Disorder Subdivision

None

General Discussion

Jansen type metaphyseal chondrodysplasia is an extremely rare progressive disorder in which portions of the bones of the arms and legs develop abnormally with unusual cartilage formations and subsequent abnormal bone formation at the large (bulbous) end portions (metaphyses) of these long bones (metaphyseal chondrodysplasia). As a result, affected individuals exhibit unusually short arms and legs and short stature (short-limbed dwarfism), findings that typically become apparent during early childhood. Abnormal cartilage and bone development may also affect other bones of the body, particularly those of the hands and feet (i.e., metacarpals and metatarsals).

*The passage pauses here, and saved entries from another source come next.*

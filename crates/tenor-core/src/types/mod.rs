//! Domain types.
//!
//! - [`Date`]: calendar date
//! - [`CompoundingType`]: rate compounding convention
//! - [`DailyDatesRange`]: day-by-day iteration under a day count convention

mod compounding;
mod date;
mod dates_range;

pub use compounding::CompoundingType;
pub use date::Date;
pub use dates_range::DailyDatesRange;
//! Date rules shared by the holiday calendars.

use chrono::{NaiveDate, Weekday};

use crate::types::Date;

/// Returns true if `date` is the `n`th occurrence of `weekday` in its month.
pub(crate) fn is_nth_weekday(date: Date, weekday: Weekday, n: u32) -> bool {
    date.weekday() == weekday && (date.day() - 1) / 7 + 1 == n
}

/// Returns true if `date` is the last occurrence of `weekday` in its month.
pub(crate) fn is_last_weekday(date: Date, weekday: Weekday) -> bool {
    date.weekday() == weekday && date.add_days(7).month() != date.month()
}

/// Easter Sunday (Gregorian) using the Anonymous Gregorian algorithm.
pub(crate) fn easter_sunday(year: i32) -> Option<Date> {
    let a = year % 19;
    let b = year / 100;
    let c = year % 100;
    let d = b / 4;
    let e = b % 4;
    let f = (b + 8) / 25;
    let g = (b - f + 1) / 3;
    let h = (19 * a + b - d - g + 15) % 30;
    let i = c / 4;
    let k = c % 4;
    let l = (32 + 2 * e + 2 * i - h - k) % 7;
    let m = (a + 11 * h + 22 * l) / 451;
    let month = (h + l - 7 * m + 114) / 31;
    let day = ((h + l - 7 * m + 114) % 31) + 1;

    NaiveDate::from_ymd_opt(year, month as u32, day as u32).map(Date::from)
}

/// Signed offset in days of `date` from Easter Sunday of its year.
pub(crate) fn days_from_easter(date: Date) -> Option<i64> {
    easter_sunday(date.year()).map(|easter| easter.days_between(&date))
}
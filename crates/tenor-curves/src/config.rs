//! Declarative curve definitions.
//!
//! A [`CurveConfig`] holds everything needed to build a [`Curve`]: conventions,
//! method, observation date and either vertices or model parameters. Definitions
//! can be read from TOML or JSON; building applies the same validation as the
//! [`Curve`] constructors.
//!
//! ```toml
//! [[curve]]
//! name = "PRE"
//! daycount = { BDays252 = "Brazil" }
//! compounding = "Exponential"
//! method = "FlatForward"
//! observation_date = "2015-08-03"
//! dtm = [11, 15, 50, 80]
//! zero_rates = [0.10, 0.15, 0.14, 0.17]
//!
//! [[curve]]
//! name = "NS"
//! daycount = "Actual365"
//! compounding = "Continuous"
//! method = "NelsonSiegel"
//! observation_date = "2015-08-03"
//! parameters = [0.10, 0.20, 0.30, 5.0]
//! ```

use std::collections::HashMap;

use serde::{Deserialize, Serialize};
use tenor_core::daycounts::DayCountConvention;
use tenor_core::types::{CompoundingType, Date};

use crate::curves::Curve;
use crate::error::{CurveError, CurveResult};
use crate::method::CurveMethod;

// =============================================================================
// CURVE CONFIGURATION
// =============================================================================

/// Definition of a single curve.
#[derive(Debug, Clone, PartialEq, Serialize, Deserialize)]
pub struct CurveConfig {
    /// Curve identifier.
    pub name: String,

    /// Day count convention.
    pub daycount: DayCountConvention,

    /// Compounding convention.
    #[serde(default)]
    pub compounding: CompoundingType,

    /// Interpolation method or parametric model.
    pub method: CurveMethod,

    /// Date the curve was observed.
    pub observation_date: Date,

    /// Vertex days to maturity, for interpolation methods.
    #[serde(default, skip_serializing_if = "Option::is_none")]
    pub dtm: Option<Vec<i64>>,

    /// Vertex zero rates, for interpolation methods.
    #[serde(default, skip_serializing_if = "Option::is_none")]
    pub zero_rates: Option<Vec<f64>>,

    /// Model parameters, for parametric methods.
    #[serde(default, skip_serializing_if = "Option::is_none")]
    pub parameters: Option<Vec<f64>>,
}

impl CurveConfig {
    /// Parses a definition from TOML.
    pub fn from_toml_str(s: &str) -> CurveResult<Self> {
        toml::from_str(s).map_err(|e| CurveError::config(e.to_string()))
    }

    /// Parses a definition from JSON.
    pub fn from_json_str(s: &str) -> CurveResult<Self> {
        serde_json::from_str(s).map_err(|e| CurveError::config(e.to_string()))
    }

    /// Serializes the definition to JSON.
    pub fn to_json_string(&self) -> CurveResult<String> {
        serde_json::to_string_pretty(self).map_err(|e| CurveError::config(e.to_string()))
    }

    /// Builds the curve.
    ///
    /// # Errors
    ///
    /// Interpolation methods need `dtm` and `zero_rates` and no
    /// `parameters`; parametric methods need `parameters` only. Anything
    /// else, and every error of the [`Curve`] constructors, is reported.
    pub fn build(&self) -> CurveResult<Curve> {
        if self.method.is_parametric() {
            if self.dtm.is_some() || self.zero_rates.is_some() {
                return Err(CurveError::invalid_curve(format!(
                    "curve '{}': {} takes parameters, not vertices",
                    self.name, self.method
                )));
            }
            let parameters = self.parameters.clone().ok_or_else(|| {
                CurveError::invalid_curve(format!("curve '{}': missing parameters", self.name))
            })?;
            return Curve::with_parameters(
                self.name.clone(),
                self.daycount.clone(),
                self.compounding,
                self.method.clone(),
                self.observation_date,
                parameters,
            );
        }

        if self.parameters.is_some() {
            return Err(CurveError::invalid_curve(format!(
                "curve '{}': {} takes vertices, not parameters",
                self.name, self.method
            )));
        }
        let (Some(dtm), Some(zero_rates)) = (&self.dtm, &self.zero_rates) else {
            return Err(CurveError::invalid_curve(format!(
                "curve '{}': {} needs both dtm and zero_rates",
                self.name, self.method
            )));
        };
        Curve::new(
            self.name.clone(),
            self.daycount.clone(),
            self.compounding,
            self.method.clone(),
            self.observation_date,
            dtm.clone(),
            zero_rates.clone(),
        )
    }
}

// =============================================================================
// CURVE SETS
// =============================================================================

/// Several curve definitions, as `[[curve]]` tables.
#[derive(Debug, Clone, Default, PartialEq, Serialize, Deserialize)]
pub struct CurveSetConfig {
    /// The definitions.
    #[serde(default)]
    pub curve: Vec<CurveConfig>,
}

impl CurveSetConfig {
    /// Parses a set of definitions from TOML.
    pub fn from_toml_str(s: &str) -> CurveResult<Self> {
        toml::from_str(s).map_err(|e| CurveError::config(e.to_string()))
    }

    /// Builds every curve, keyed by name.
    ///
    /// # Errors
    ///
    /// Fails on the first definition that does not build, or on a repeated
    /// name.
    pub fn build(&self) -> CurveResult<HashMap<String, Curve>> {
        let mut curves = HashMap::with_capacity(self.curve.len());
        for config in &self.curve {
            if curves.contains_key(&config.name) {
                return Err(CurveError::DuplicateCurve {
                    name: config.name.clone(),
                });
            }
            curves.insert(config.name.clone(), config.build()?);
        }
        tracing::debug!(count = curves.len(), "built curve set");
        Ok(curves)
    }
}
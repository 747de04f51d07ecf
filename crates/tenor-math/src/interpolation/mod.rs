//! Interpolation methods for zero rate and discount factor curves.
//!
//! # Available Methods
//!
//! **Knot-based** (validated once at construction, extrapolate outside the
//! knots):
//! - [`LinearInterpolator`]: straight lines, edge segments extended
//! - [`StepInterpolator`]: right-continuous piecewise constant
//! - [`CubicSpline`]: natural cubic spline, boundary cubics extended
//!
//! **Parametric Models** (defined for every `t >= 0`):
//! - [`NelsonSiegel`]
//! - [`Svensson`]
//!
//! | Method | Smoothness | Outside the knots |
//! |--------|------------|-------------------|
//! | Linear | C0 | nearest segment's line |
//! | Step | none | first / last value |
//! | Cubic Spline | C2 | nearest segment's cubic |

mod cubic_spline;
mod linear;
mod parametric;
mod step;

pub use cubic_spline::CubicSpline;
pub use linear::LinearInterpolator;
pub use parametric::{NelsonSiegel, Svensson};
pub use step::StepInterpolator;

use crate::error::{MathError, MathResult};

/// Trait for interpolation methods.
pub trait Interpolator: Send + Sync {
    /// Returns the interpolated value at x.
    fn interpolate(&self, x: f64) -> MathResult<f64>;
}

/// Checks knot arrays shared by every knot-based interpolator.
pub(crate) fn validate_knots(xs: &[f64], ys: &[f64], min_points: usize) -> MathResult<()> {
    if xs.len() != ys.len() {
        return Err(MathError::invalid_input(format!(
            "xs and ys must have same length: {} vs {}",
            xs.len(),
            ys.len()
        )));
    }
    if xs.len() < min_points {
        return Err(MathError::insufficient_data(min_points, xs.len()));
    }
    if let Some(bad) = xs.iter().chain(ys).find(|v| !v.is_finite()) {
        return Err(MathError::invalid_input(format!("non-finite knot value {bad}")));
    }
    for (i, pair) in xs.windows(2).enumerate() {
        if pair[1] <= pair[0] {
            return Err(MathError::NonIncreasingKnots {
                index: i + 1,
                previous: pair[0],
                current: pair[1],
            });
        }
    }
    Ok(())
}

/// Index `i` of the segment `[xs[i], xs[i+1]]` used to evaluate at `x`.
///
/// Points left of the knots map to the first segment and points right of
/// them to the last one. Requires at least two knots.
pub(crate) fn find_segment(xs: &[f64], x: f64) -> usize {
    let last = xs.len() - 2;
    // Number of knots strictly below x
    let below = xs.partition_point(|&k| k < x);
    below.saturating_sub(1).min(last)
}

#[cfg(test)]
mod tests {
    use super::*;
    use approx::assert_relative_eq;

    #[test]
    fn test_find_segment() {
        let xs = [11.0, 15.0, 50.0, 80.0];
        assert_eq!(find_segment(&xs, 0.0), 0);
        assert_eq!(find_segment(&xs, 11.0), 0);
        assert_eq!(find_segment(&xs, 15.0), 0);
        assert_eq!(find_segment(&xs, 15.5), 1);
        assert_eq!(find_segment(&xs, 50.0), 1);
        assert_eq!(find_segment(&xs, 80.0), 2);
        assert_eq!(find_segment(&xs, 81.0), 2);
    }

    #[test]
    fn test_validate_knots() {
        assert!(validate_knots(&[1.0, 2.0], &[0.1, 0.2], 2).is_ok());
        assert_eq!(
            validate_knots(&[1.0], &[0.1], 2),
            Err(MathError::insufficient_data(2, 1))
        );
        assert!(matches!(
            validate_knots(&[1.0, 1.0], &[0.1, 0.2], 2),
            Err(MathError::NonIncreasingKnots { index: 1, .. })
        ));
        assert!(validate_knots(&[1.0, 2.0], &[0.1], 1).is_err());
        assert!(validate_knots(&[1.0, f64::NAN], &[0.1, 0.2], 2).is_err());
    }

    // ============ Comparative Tests ============

    #[test]
    fn test_all_interpolators_through_points() {
        let dtm = vec![11.0, 15.0, 50.0, 80.0];
        let rates = vec![0.10, 0.15, 0.14, 0.17];

        let linear = LinearInterpolator::new(dtm.clone(), rates.clone()).unwrap();
        let step = StepInterpolator::new(dtm.clone(), rates.clone()).unwrap();
        let spline = CubicSpline::new(dtm.clone(), rates.clone()).unwrap();

        for (x, y) in dtm.iter().zip(rates.iter()) {
            assert_relative_eq!(linear.interpolate(*x).unwrap(), *y, epsilon = 1e-12);
            assert_relative_eq!(step.interpolate(*x).unwrap(), *y, epsilon = 1e-12);
            assert_relative_eq!(spline.interpolate(*x).unwrap(), *y, epsilon = 1e-12);
        }
    }
}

Infants with Jansen type metaphyseal chondrodysplasia may also have characteristic facial abnormalities and additional skeletal malformations. During childhood, affected individuals may begin to exhibit progressive stiffening and swelling of many joints and/or an unusual "waddling gait" and squatting stance. In addition, affected adults may eventually develop abnormally hardened (sclerotic) bones especially in the back of the head (cranial bones), which, in some cases, may lead to blindness and/or deafness. The range and severity of symptoms may vary from case to case. Jansen type metaphyseal chondrodysplasia is thought to be inherited as an autosomal dominant genetic trait.